Anak Lahir Cacat, Suami Memilih Minggat
Sungguh malang nasib wanita ini. Sepuluh tahun yang lalu
ia dinikahkan dengan seorang pria pilihan orang tuanya. Pernikahan
tersebut berjalan mulus. Resepsi pernikahan pun dilaksanakan secara mewah. Tiga
tahun berikutnya wanita tersebut melahirkan seorang bayi laki-laki yang tidak
normal secara mental. Wanita itu berusaha menerima kenyataan ini dengan sabar
dan pasrah kepada Allah. Sedangkan suaminya sangat kecewa berat dengan kehadiran
anaknya yang tidak normal itu. Ia tidak bisa menerima kenyataan itu dan menyarankan
untuk membuangnya. Wanita tersebut beserta keluarganya sangat tersinggung
dengan sikap suaminya itu.
Setelah mertua laki-lakinya wafat, mertua perempuannya
terpengaruh oleh suaminya untuk memberikan anak mereka kepada siapa saja yang
mau dengan imbalan untuk mengurusnya. Sang istri tetap keukeuh ingin
merawat anak ini hingga dewasa, ”Anak ini adalah darah dagingku. Ini adalah
amanah dari Allah dan aku tetap akan menunaikan amanah ini sampai mati.” Namun
tetap saja suaminya, yang barangkali belum berpikir dewasa tidak menginginkan
anak itu.
Akhirnya, perbedaan pandangan ini tidak bisa lagi
dikompromikan. Rumah tangga menjadi tidak lagi harmonis. Suami ketika
pulang kerja tidak mau menyentuh anaknya. Kadang-kadang ia hanya memandanginya
dari jauh. Lama-kelamaan sang istri kesal dengan sikap suaminya. Ia bahkan
menyalahkan sang suami, jangan-jangan kecacatan anak tersebut didapat dari sang
suami yang dahulu gemar merokok dan minum minuman keras. Tetapi begitu melihat
akibatnya ia tidak mau menerima. Keduanya pun bertengkar mulut. Berikutnya,
sang suami bukannya tidak mau memandangi anaknya lagi tapi sudah jarang pulang.
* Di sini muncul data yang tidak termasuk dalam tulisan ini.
//! Timer definition types
//!
//! Definitions are templates loaded from TOML files that describe timers to
//! schedule. They carry no code: whoever spawns them supplies the callback.
//!
//! ```toml
//! [[timer]]
//! name = "pull"
//! kind = "once"
//! delay_ticks = 120
//! chain_to = "enrage"
//!
//! [[timer]]
//! name = "enrage"
//! delay_secs = 300.0
//! deferred = true
//! groups = ["boss"]
//! ```

use std::collections::HashMap;
use std::path::Path;

use serde::{Deserialize, Serialize};
use tickwork_types::{Easing, TimeValue, TimerKind};

use crate::serde_defaults::{default_repeat, default_true};

use super::builder::TimerBuilder;
use super::error::TimerError;
use super::handle::TimerHandle;
use super::service::TimerService;

/// Definition of a timer (loaded from config)
#[derive(Debug, Clone, PartialEq, Serialize, Deserialize)]
pub struct TimerDefinition {
    /// Display name, also used as the chain reference
    pub name: String,

    #[serde(default = "default_true")]
    pub enabled: bool,

    #[serde(default)]
    pub kind: TimerKind,

    // ─── Delay (exactly one) ────────────────────────────────────────────────
    pub delay_ticks: Option<u64>,
    pub delay_secs: Option<f64>,

    /// Firings for `repeat` timers
    #[serde(default = "default_repeat")]
    pub repeat: i32,

    #[serde(default)]
    pub easing: Easing,

    #[serde(default)]
    pub priority: i8,

    #[serde(default)]
    pub groups: Vec<String>,

    // ─── Chaining ───────────────────────────────────────────────────────────
    /// Name of the definition to start when this one completes
    pub chain_to: Option<String>,

    /// Build paused, waiting to be started by a chain
    #[serde(default)]
    pub deferred: bool,
}

#[derive(Debug, Default, Deserialize)]
struct DefinitionFile {
    #[serde(default)]
    timer: Vec<TimerDefinition>,
}

impl TimerDefinition {
    pub fn delay(&self) -> Option<TimeValue> {
        match (self.delay_ticks, self.delay_secs) {
            (Some(ticks), None) => Some(TimeValue::from_ticks(ticks)),
            (None, Some(secs)) => Some(TimeValue::from_seconds(secs)),
            _ => None,
        }
    }

    fn invalid(&self, reason: impl Into<String>) -> TimerError {
        TimerError::InvalidDefinition {
            name: self.name.clone(),
            reason: reason.into(),
        }
    }

    fn validate(&self) -> Result<(), TimerError> {
        if self.name.trim().is_empty() {
            return Err(self.invalid("name must not be empty"));
        }
        match (self.delay_ticks, self.delay_secs) {
            (Some(_), Some(_)) => Err(self.invalid("set only one of delay_ticks and delay_secs")),
            (None, None) => Err(self.invalid("missing delay_ticks or delay_secs")),
            (None, Some(secs)) if !secs.is_finite() || secs < 0.0 => {
                Err(self.invalid(format!("delay_secs must be a non-negative number, got {secs}")))
            }
            _ => Ok(()),
        }
    }

    /// Builder configured from this definition, without a callback
    pub fn to_builder(&self, service: &TimerService) -> TimerBuilder {
        let builder = service
            .builder()
            .name(self.name.clone())
            .kind(self.kind)
            .repeat_count(self.repeat)
            .easing(self.easing)
            .priority(self.priority)
            .groups(self.groups.iter().cloned());
        match self.delay() {
            Some(delay) => builder.delay(delay),
            None => builder,
        }
    }
}

/// Parse and validate definitions from TOML text
pub fn parse_definitions(content: &str) -> Result<Vec<TimerDefinition>, TimerError> {
    let file: DefinitionFile = toml::from_str(content)?;
    validate_definitions(&file.timer)?;
    Ok(file.timer)
}

/// Load and validate definitions from a TOML file
pub fn load_definitions(path: &Path) -> Result<Vec<TimerDefinition>, TimerError> {
    let content = std::fs::read_to_string(path).map_err(|source| TimerError::ReadFile {
        path: path.to_path_buf(),
        source,
    })?;
    let file: DefinitionFile = toml::from_str(&content).map_err(|source| TimerError::ParseToml {
        path: path.to_path_buf(),
        source,
    })?;
    validate_definitions(&file.timer)?;
    tracing::debug!(path = %path.display(), count = file.timer.len(), "loaded timer definitions");
    Ok(file.timer)
}

/// Check each definition, unique names and chain references
pub fn validate_definitions(definitions: &[TimerDefinition]) -> Result<(), TimerError> {
    let mut seen = HashMap::new();
    for def in definitions {
        def.validate()?;
        if seen.insert(def.name.as_str(), def).is_some() {
            return Err(def.invalid("duplicate timer name"));
        }
    }
    for def in definitions {
        if let Some(next) = &def.chain_to {
            if !seen.contains_key(next.as_str()) {
                return Err(def.invalid(format!("chain_to refers to unknown timer '{next}'")));
            }
            if next == &def.name {
                return Err(def.invalid("a timer cannot chain to itself"));
            }
        }
    }
    Ok(())
}

/// Build every enabled definition at `tick`/`time` and wire their chains.
///
/// `on_fire` becomes the callback of each timer. Deferred timers are paused
/// right after building. Chains to disabled definitions are skipped.
pub fn spawn_definitions<F>(
    service: &TimerService,
    definitions: &[TimerDefinition],
    tick: u64,
    time: f64,
    on_fire: F,
) -> Vec<TimerHandle>
where
    F: Fn(&TimerHandle) + Clone + Send + Sync + 'static,
{
    let mut by_name: HashMap<&str, TimerHandle> = HashMap::new();
    let mut handles = Vec::new();

    for def in definitions.iter().filter(|d| d.enabled) {
        let handle = def
            .to_builder(service)
            .on_once(on_fire.clone())
            .build(tick, time);
        if def.deferred {
            handle.pause();
        }
        by_name.insert(def.name.as_str(), handle.clone());
        handles.push(handle);
    }

    for def in definitions.iter().filter(|d| d.enabled) {
        let Some(next_name) = &def.chain_to else {
            continue;
        };
        match (by_name.get(def.name.as_str()), by_name.get(next_name.as_str())) {
            (Some(first), Some(next)) => {
                first.chain_to(next);
            }
            _ => tracing::debug!(from = %def.name, to = %next_name, "chain target not spawned"),
        }
    }

    handles
}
Alasannya nginep di rumah orang tuanya.
Selanjutnya sang suami benar-benar meninggalkan rumah itu
tanpa menceraikan istrinya. Dengar-dengar ia juga dekat dengan wanita lain di kantornya.
Meskipun tidak dicerai dan nafkah tetap jalan, suaminya tidak pernah menengok
dirinya, apalagi anaknya. Hal ini diperparah dengan ibu mertua pun bersikap
tidak bersahabat dan ikut mengompor-ngompori keadaan. Kondisi di rumah tangga
ini, meskipun keseharian tanpa suara ribut-ribut karena memang sudah pisah
rumah, bagaikan bara api yang bisa-bisa kelak akan membakar habis rumah tangga
tersebut. Boleh dibilang, saat ini rumah tangga tersebut di ambang kehancuran,
jika sang suami tidak mengubah sikapnya.
Bagaimana seharusnya wanita ini? Ia dalam kondisi yang
tidak dapat memaksa suaminya. Bahkan sesekali ia merasa bahwa sikap yang
diambil suaminya, yang kecewa anaknya terlahir tidak normal, adalah wajar.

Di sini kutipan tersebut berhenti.